Here are some example offer types that might work for your organization.
- If your offer system does not support multiple promo codes (stacked promos), then you could offer an alternative, more appealing promo for the on-the-fence shoppers. For example, if you are running a seasonal 10% sitewide offer, you could show a message like this: “Take
10%15% off in the next 30 minutes with offer code SummerDeals 123456″ (where 123456 is the single-use promo code or SUPC).
- If you can stack offers but are concerned that an additional discount will be too noisy, you could use a non-monetary offer such as Free Expedited Shipping on top of existing discounts. This could be particularly effective if you don’t normally do free shipping.
- If you have a GWP (Gift With Purchase) program and available gift inventory, then you could try running it only for the on-the-fence shoppers.
Pros of this technique: Does not require significant coordination with other teams. Typically provides net incremental profit compared to the control group. Does not require fixed scheduling.
Cons of this technique: Requires incremental offer budget. Temporarily increases offer exposure to a small group.
Technique #2: Use a pre-promo (or post-promo) to test real-time offers
Suppose you have an event on your promo calendar that starts on Feb 15. Your finance team has already analyzed margins and given you the go-ahead. You have a coupon code and your ad creative is ready. You can test real-time offers by silently starting early for on-the-fence shoppers. This is a nice, clean way to test real-time offers without disrupting your promo calendar. Afterward, you can conduct a holistic analysis to compare the two techniques.
Note: If your upcoming promo does not use single-use promo codes, then we would recommend creating a batch of SUPCs that has the same discount value as the upcoming promotion in order to avoid exposing a code (which could be shared online).
Also, if you are concerned about the risk of accidentally exposing the promo code too early by mistake, you could run this as a post-promo — which is to silently run the same campaign after the scheduled time instead of before.

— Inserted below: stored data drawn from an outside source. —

//! Static port tariffs.
//!
//! Each port draws one base factor `U(0.9, 1.1)` that scales its handling
//! and storage costs for every material; throughput is drawn independently
//! and rounded to the nearest hundred tonnes.

use sf_core::{Material, SimRng, round2};
use sf_table::PortTariffRow;

/// INR per tonne.
fn handling_range(m: Material) -> (f64, f64) {
    match m {
        Material::Coal      => (200.0, 350.0),
        Material::Limestone => (150.0, 300.0),
        Material::Steel     => (250.0, 400.0),
    }
}

/// INR per tonne per day.
fn storage_range(m: Material) -> (f64, f64) {
    match m {
        Material::Coal      => (8.0, 12.0),
        Material::Limestone => (5.0, 8.0),
        Material::Steel     => (10.0, 15.0),
    }
}

/// Tonnes per day.
fn throughput_range(m: Material) -> (f64, f64) {
    match m {
        Material::Coal      => (20_000.0, 30_000.0),
        Material::Limestone => (15_000.0, 25_000.0),
        Material::Steel     => (10_000.0, 20_000.0),
    }
}

#[derive(Copy, Clone, Debug, Default)]
pub struct PortTariffGenerator;

impl PortTariffGenerator {
    /// One row per port and material, ports in the order given.
    pub fn generate<S: AsRef<str>>(&self, ports: &[S], rng: &mut SimRng) -> Vec<PortTariffRow> {
        let mut rows = Vec::with_capacity(ports.len() * Material::ALL.len());
        for port in ports {
            let factor = rng.uniform(0.9, 1.1);
            for material in Material::ALL {
                let (h_lo, h_hi) = handling_range(material);
                let (s_lo, s_hi) = storage_range(material);
                let (t_lo, t_hi) = throughput_range(material);
                let handling = round2(rng.uniform(h_lo, h_hi) * factor);
                let storage = round2(rng.uniform(s_lo, s_hi) * factor);
                let throughput = (rng.uniform(t_lo, t_hi) / 100.0).round() * 100.0;
                rows.push(PortTariffRow {
                    port_name:                  port.as_ref().to_owned(),
                    material,
                    handling_cost_inr_tonne:    handling,
                    storage_cost_inr_tonne_day: storage,
                    max_throughput_t_day:       throughput,
                });
            }
        }
        tracing::info!(rows = rows.len(), "port tariffs generated");
        rows
    }
}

Pros of this technique: Does not disrupt your promo calendar. Piggybacks on existing margin analysis.
Cons of this technique: Inflexible timing constraints (must be attached to a scheduled promo). May require additional promo budget or you might need to borrow some from the scheduled promo.
Technique #3: Replace an existing promo
This technique is most similar to the long-term strategy that you will want to execute. In this technique, you remove an upcoming promo from your calendar. Don’t advertise the promo and avoid showing it sitewide. Instead, use the entire offer budget on visitors when they are identified as on-the-fence shoppers. This will drive a higher conversion rate lift and increase margins. Since you are not advertising this promo, it frees up advertising dollars for branding or retargeting. Then conduct a holistic profitability analysis. As you discover that this approach is financially effective, you will gain better control over your promotions, improve your brand image, and provide a better customer experience.
Pros of this technique: Improves margin by suppressing offers to those who don’t need it. Boosts brand value image by reducing offer exposure. Increases conversion rate for on-the-fence shoppers. Frees up ad dollars for other, unrelated campaigns. May enhance the quality of your inbound site traffic (fewer deal seekers).
Cons of this technique: Requires changes to your promo calendar. May impact inbound site traffic volume. You might need to convince stakeholders in your organization.